Triliões de dólares em estímulos, por causa da pandemia, alimentaram um aumento da procura nos consumidores, o que levou as empresas a acumular stocks difíceis de obter.
“Quando converso com alguns empresários noto um certo pânico de que as suas cadeias de abastecimento serão afectadas”, disse a diretora-geral da Organização Mundial do Comércio, numa entrevista concedida esta terça-feira, durante o Financial Times Africa Summit.
O que aconteceu, como conta Okonjo-Iweala, foi que as companhias de navegação não previram a força da recuperação. “Reduziram a disponibilidade de contentores, que foram deixados nos lugares errados, agora, faltam contentores”.
Com a temporada de férias a aproximar-se em muitas zonas do mundo, essas dificuldades devem persistir, sublinhou a diretora-geral da OMC.
Além disso, as diferentes taxas de vacinação estão a agravar os problemas, disse Okonjo-Iweala, criando uma recuperação global a dois níveis: enquanto algumas economias voltaram à vida, outras vacilaram.
Os países ricos que “vacinaram mais de 50 por cento de sua população e implementaram um estímulo fiscal muito forte de biliões de dólares estão num caminho de recuperação melhor do que os países mais pobres que não têm espaço fiscal e que também têm muito pouco acesso às vacinas”, referiu a economista nigeriana.
“O facto de 60% ou mais das pessoas em muitos países ricos terem sido vacinadas, em comparação com pouco menos de 2% nos países pobres, já nos mostra a taxa de afastamento.”
Para Okonjo-Iweala, a liderança global falhou ao não conseguir garantir uma distribuição mais equitativa de vacinas em todo o mundo.
“Temos a tecnologia para salvar vidas, mas parece que não conseguimos chegar onde é necessário”, disse.
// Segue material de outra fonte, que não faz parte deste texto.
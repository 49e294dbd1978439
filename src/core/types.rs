/*!
 * Core Types
 * Common types used across the simulation engines
 */

/// Offset into a simulated address extent
pub type Address = usize;

/// Size in bytes within a simulated extent
pub type Size = usize;

/// Allocation identifier handed out by the allocators (0 is the free sentinel)
pub type BlockId = u32;
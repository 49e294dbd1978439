/*!
 * Physical Memory
 * Value holder for the configured physical extent size
 */

use crate::core::types::Size;

/// Configured physical extent; no real memory is ever backed by this
#[derive(Debug, Clone, Copy, Default)]
pub struct PhysicalMemory {
    total: Size,
}

impl PhysicalMemory {
    pub fn new() -> Self {
        Self::default()
    }

    pub fn init(&mut self, size: Size) {
        self.total = size;
    }

    pub fn size(&self) -> Size {
        self.total
    }
}
// ==========================================
// Sistema de Contagens APF - Função Contada
// ==========================================
// Registro final de uma função dentro de uma contagem, com pontos já
// calculados. Gravado no finalize da importação (substituição total do
// conjunto da contagem). Alinhado à tabela `funcao`.
// ==========================================

use crate::domain::staging::ScoredRow;
use crate::domain::types::{Complexity, FunctionType};
use chrono::{DateTime, Utc};
use serde::{Deserialize, Serialize};

// ==========================================
// FunctionRecord - entidade persistida
// ==========================================
#[derive(Debug, Clone, Serialize, Deserialize)]
pub struct FunctionRecord {
    pub id: Option<i64>, // None antes do insert
    pub count_id: i64,   // coluna `contagem_id` (FK)

    // ===== descrição =====
    pub name: Option<String>,        // coluna `nome`
    pub description: Option<String>, // coluna `descricao`

    // ===== classificação =====
    pub function_type: FunctionType, // coluna `tipo_funcao`
    pub data_element_count: i32,     // coluna `qtd_der`
    pub record_element_count: i32,   // coluna `qtd_rlr`

    // ===== resultado do cálculo =====
    pub adjustment_factor_id: Option<i64>, // coluna `fator_ajuste_id`
    pub complexity: Complexity,            // coluna `complexidade`
    pub gross_points: f64,                 // coluna `pf_bruto`
    pub net_points: f64,                   // coluna `pf_liquido`

    // ===== auditoria =====
    pub created_at: DateTime<Utc>, // coluna `data_criacao`
}

impl FunctionRecord {
    /// Constrói o registro final a partir de uma linha calculada
    pub fn from_scored_row(count_id: i64, row: &ScoredRow) -> Self {
        Self {
            id: None,
            count_id,
            name: row.mapped.name.clone(),
            description: row.mapped.description.clone(),
            function_type: row.mapped.function_type,
            data_element_count: row.mapped.data_element_count,
            record_element_count: row.mapped.record_element_count,
            adjustment_factor_id: row.mapped.adjustment_factor_id,
            complexity: row.complexity,
            gross_points: row.gross_points,
            net_points: row.net_points,
            created_at: Utc::now(),
        }
    }
}
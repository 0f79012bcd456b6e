// ==========================================
// Sistema de Contagens APF - Contagem
// ==========================================
// Uma contagem de pontos de função para um cliente/projeto/sistema.
// O método de contagem decide qual guia da planilha é importada.
// Alinhado à tabela `contagem`.
// ==========================================

use crate::domain::types::{CountType, CountingMethod};
use chrono::{DateTime, Utc};
use serde::{Deserialize, Serialize};

// ==========================================
// Count - entidade persistida
// ==========================================
#[derive(Debug, Clone, Serialize, Deserialize)]
pub struct Count {
    pub id: i64,
    pub description: String,             // coluna `descricao`
    pub count_type: CountType,           // coluna `tipo_contagem`
    pub counting_method: CountingMethod, // coluna `metodo_contagem`

    // ===== vínculos =====
    pub client_id: Option<i64>,  // coluna `cliente_id`
    pub project_id: Option<i64>, // coluna `projeto_id`
    pub system_id: Option<i64>,  // coluna `sistema_id`

    // ===== auditoria =====
    pub created_at: DateTime<Utc>, // coluna `data_criacao`
}

// ==========================================
// NewCount - payload de criação
// ==========================================
#[derive(Debug, Clone, Serialize, Deserialize)]
pub struct NewCount {
    pub description: String,
    pub count_type: CountType,
    pub counting_method: CountingMethod,
    pub client_id: Option<i64>,
    pub project_id: Option<i64>,
    pub system_id: Option<i64>,
}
Os países ricos tinham prometido centenas de milhões de doses para os mais pobres, mas “[estas palavras] simplesmente não estão a ser traduzidas em distribuição” para onde são necessárias.
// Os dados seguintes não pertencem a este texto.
// ==========================================
// Sistema de Contagens APF - Reconstrução de Cabeçalho
// ==========================================
// As planilhas do modelo APF trazem o cabeçalho em duas linhas: a
// superior agrupa seções (células mescladas viram vazios à direita) e
// a inferior traz o rótulo da coluna. Este módulo funde as duas em uma
// única linha de rótulos, garantidamente únicos.
// ==========================================

use crate::domain::staging::CellValue;
use std::collections::HashMap;

// Marcador de coluna sem nome gerado por exportadores de planilha
const UNNAMED_MARKER: &str = "unnamed";

// ==========================================
// HeaderReconstructor
// ==========================================
pub struct HeaderReconstructor;

impl HeaderReconstructor {
    /// Funde as duas linhas de cabeçalho e aplica o passo de unicidade.
    ///
    /// `section_row` é a linha superior (rótulos de seção, propagados à
    /// direita sobre células vazias); `label_row` é a linha inferior.
    /// O resultado tem o comprimento de `label_row`.
    pub fn build(section_row: &[CellValue], label_row: &[CellValue]) -> Vec<String> {
        let merged = Self::merge_rows(section_row, label_row);
        Self::dedupe(merged)
    }

    /// Fusão coluna a coluna com propagação do rótulo de seção.
    ///
    /// Regras, por coluna:
    /// - linha superior não vazia atualiza o rótulo de seção corrente;
    /// - rótulo final = linha inferior, exceto quando vazia ou marcada
    ///   como "unnamed" (caso em que vale o rótulo de seção corrente);
    /// - seção e rótulo inferior presentes e distintos concatenam como
    ///   "{seção} - {rótulo}".
    fn merge_rows(section_row: &[CellValue], label_row: &[CellValue]) -> Vec<String> {
        let mut labels = Vec::with_capacity(label_row.len());
        let mut carried_section = String::new();

        for (col, cell) in label_row.iter().enumerate() {
            if let Some(section) = section_row.get(col).and_then(|c| c.as_text()) {
                carried_section = section;
            }

            let lower = cell.as_text().unwrap_or_default();
            let lower_usable = !lower.is_empty() && !lower.to_lowercase().contains(UNNAMED_MARKER);

            let label = if lower_usable {
                if !carried_section.is_empty() && carried_section != lower {
                    format!("{} - {}", carried_section, lower)
                } else {
                    lower
                }
            } else {
                carried_section.clone()
            };

            labels.push(label);
        }

        labels
    }

    /// Sufixa ocorrências repetidas: a primeira fica como está, as
    /// seguintes recebem `_1`, `_2`, ... Rótulos viram chaves de
    /// mapeamento, então duplicatas não podem sobreviver, nem quando a
    /// planilha já traz rótulos pré-sufixados ("Qtd", "Qtd_1", "Qtd").
    fn dedupe(labels: Vec<String>) -> Vec<String> {
        let mut seen: HashMap<String, usize> = HashMap::new();
        let mut unique = Vec::with_capacity(labels.len());

        for label in labels {
            match seen.get(&label).copied() {
                None => {
                    seen.insert(label.clone(), 0);
                    unique.push(label);
                }
                Some(occurrences) => {
                    let mut n = occurrences + 1;
                    let mut candidate = format!("{}_{}", label, n);
                    while seen.contains_key(&candidate) {
                        n += 1;
                        candidate = format!("{}_{}", label, n);
                    }
                    seen.insert(label, n);
                    seen.insert(candidate.clone(), 0);
                    unique.push(candidate);
                }
            }
        }

        unique
    }
}

#[cfg(test)]
mod tests {
    use super::*;

    fn text(s: &str) -> CellValue {
        CellValue::Text(s.to_string())
    }

    fn row(values: &[&str]) -> Vec<CellValue> {
        values
            .iter()
            .map(|v| {
                if v.is_empty() {
                    CellValue::Empty
                } else {
                    text(v)
                }
            })
            .collect()
    }

    #[test]
    fn test_section_carry_forward_with_concat() {
        let section = row(&["A", "", "B"]);
        let labels = row(&["x", "y", "z"]);
        assert_eq!(
            HeaderReconstructor::build(&section, &labels),
            vec!["A - x", "A - y", "B - z"]
        );
    }

    #[test]
    fn test_empty_lower_row_falls_back_to_section() {
        let section = row(&["Função", "", "Dados"]);
        let labels = row(&["", "", ""]);
        assert_eq!(
            HeaderReconstructor::build(&section, &labels),
            vec!["Função", "Função_1", "Dados"]
        );
    }

    #[test]
    fn test_unnamed_marker_is_ignored() {
        let section = row(&["Seção", ""]);
        let labels = vec![text("Unnamed: 3"), text("unnamed_7")];
        assert_eq!(
            HeaderReconstructor::build(&section, &labels),
            vec!["Seção", "Seção_1"]
        );
    }

    #[test]
    fn test_equal_section_and_label_do_not_concat() {
        let section = row(&["Fator Ajuste"]);
        let labels = row(&["Fator Ajuste"]);
        assert_eq!(
            HeaderReconstructor::build(&section, &labels),
            vec!["Fator Ajuste"]
        );
    }

    #[test]
    fn test_label_without_section() {
        let section = row(&["", ""]);
        let labels = row(&["Tipo Projeto", "Qtd DER"]);
        assert_eq!(
            HeaderReconstructor::build(&section, &labels),
            vec!["Tipo Projeto", "Qtd DER"]
        );
    }

    #[test]
    fn test_uniqueness_suffixing() {
        let labels = vec!["Qtd".to_string(), "Qtd".to_string(), "Qtd".to_string()];
        assert_eq!(
            HeaderReconstructor::dedupe(labels),
            vec!["Qtd", "Qtd_1", "Qtd_2"]
        );
    }

    #[test]
    fn test_uniqueness_with_presuffixed_labels() {
        let labels = vec!["Qtd".to_string(), "Qtd_1".to_string(), "Qtd".to_string()];
        let unique = HeaderReconstructor::dedupe(labels);
        assert_eq!(unique.len(), 3);
        let mut sorted = unique.clone();
        sorted.sort();
        sorted.dedup();
        assert_eq!(sorted.len(), 3, "rótulos devem ser únicos: {:?}", unique);
    }

    #[test]
    fn test_no_duplicates_after_build() {
        let section = row(&["Dados", "", "", "Transações", ""]);
        let labels = row(&["Qtd", "Qtd", "", "Qtd", ""]);
        let built = HeaderReconstructor::build(&section, &labels);
        let mut sorted = built.clone();
        sorted.sort();
        sorted.dedup();
        assert_eq!(sorted.len(), built.len(), "duplicata em {:?}", built);
    }

    #[test]
    fn test_empty_labels_are_retained() {
        let section = row(&["", ""]);
        let labels = row(&["", "Nome"]);
        let built = HeaderReconstructor::build(&section, &labels);
        assert_eq!(built, vec!["", "Nome"]);
    }

    #[test]
    fn test_shorter_section_row_is_padded() {
        let section = row(&["A"]);
        let labels = row(&["x", "y", "z"]);
        assert_eq!(
            HeaderReconstructor::build(&section, &labels),
            vec!["A - x", "A - y", "A - z"]
        );
    }
}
Okonjo-Iweala aproveitou para minimizar as preocupações de que o comércio entre a China e os EUA pudesse levar a uma desagregação do comércio mundial, o que prejudicaria o crescimento. “Quando ouvimos a retórica entre os dois países, podemos ter essa desunião, mas as evidências que vemos no terreno em relação ao comércio não apoiam essa teoria da separação”, acrescentou.
Já o comércio entre a UE e a China é robusto. “As estatísticas sobre o comércio de mercadorias entre as grandes potências são muito fortes.” Mesmo que quisessem, os países não poderiam separar-se tanto quanto desejam. “Não é assim tão fácil desfazer cadeias de abastecimentos”.
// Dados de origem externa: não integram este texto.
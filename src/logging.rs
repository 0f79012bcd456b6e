// ==========================================
// Inicialização do sistema de logs
// ==========================================
// Ferramentas: tracing e tracing-subscriber
// Nível de log controlado por variável de ambiente
// ==========================================

use tracing_subscriber::{fmt, EnvFilter};

/// Inicializa o sistema de logs
///
/// # Variáveis de ambiente
/// - RUST_LOG: filtro de nível de log (padrão: info)
///   Exemplos: RUST_LOG=debug ou RUST_LOG=apf_contagens=trace
///
/// # Exemplo
/// ```no_run
/// use apf_contagens::logging;
/// logging::init();
/// ```
pub fn init() {
    // Lê o nível de log do ambiente; padrão info
    let filter = EnvFilter::try_from_default_env().unwrap_or_else(|_| EnvFilter::new("info"));

    // Formato dos registros
    fmt()
        .with_env_filter(filter)
        .with_target(true)
        .with_thread_ids(false)
        .with_line_number(true)
        .init();
}

/// Inicializa os logs para o ambiente de testes
///
/// Nível mais detalhado, com saída capturada pelo runner de testes
pub fn init_test() {
    let _ = fmt()
        .with_env_filter(EnvFilter::new("debug"))
        .with_test_writer()
        .try_init();
}
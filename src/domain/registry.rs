// ==========================================
// Sistema de Contagens APF - Cadastros Básicos
// ==========================================
// Entidades de referência apontadas pelas contagens: cliente, projeto
// e sistema. Tabelas `cliente`, `projeto`, `sistema`.
// ==========================================

use serde::{Deserialize, Serialize};

#[derive(Debug, Clone, PartialEq, Serialize, Deserialize)]
pub struct Client {
    pub id: i64,
    pub name: String, // coluna `nome` (indexada para busca)
}

#[derive(Debug, Clone, PartialEq, Serialize, Deserialize)]
pub struct Project {
    pub id: i64,
    pub name: String,           // coluna `nome`
    pub client_id: Option<i64>, // coluna `cliente_id`
}

// "Sistema" no sentido de sistema de software contado, não o host.
#[derive(Debug, Clone, PartialEq, Serialize, Deserialize)]
pub struct SystemEntity {
    pub id: i64,
    pub name: String,           // coluna `nome`
    pub client_id: Option<i64>, // coluna `cliente_id`
}
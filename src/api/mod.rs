// ==========================================
// Sistema de Contagens APF - Camada de API
// ==========================================
// Responsabilidade: operações de negócio independentes de transporte,
// na forma requisição → resposta.
// ==========================================

pub mod adjustment_factor_api;
pub mod count_api;
pub mod error;
pub mod import_api;

// Reexporta os tipos centrais
pub use adjustment_factor_api::AdjustmentFactorApi;
pub use count_api::CountApi;
pub use error::{ApiError, ApiResult};
pub use import_api::{
    AbandonResponse, ConfirmFactorsResponse, FinalizeResponse, ImportApi, ImportSheetResponse,
    MapScoreResponse, ReconcileResponse,
};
O continente africano não foi esquecido por Okonjo-Iweala, com a diretora-geral da OMC a considerar que a Área de Livre Comércio Africano, que compreende 54 países e entrou em vigor este ano, tem o poder de transformar o potencial comercial e industrial do continente, apesar de África ser responsável por apenas cerca de 4% do comércio mundial.
“Embora a área de livre comércio precise de melhorias significativas nos quadros regulatórios, bem como na infra-estrutura física entre os países, a criação de um mercado único de 1,3 bilião de pessoas tem um enorme potencial para reverter décadas de desindustrialização”, concluiu.
Texto originalmente publicado na edição impressa do Expresso das Ilhas nº 1038 de 20 de Outubro de 2021.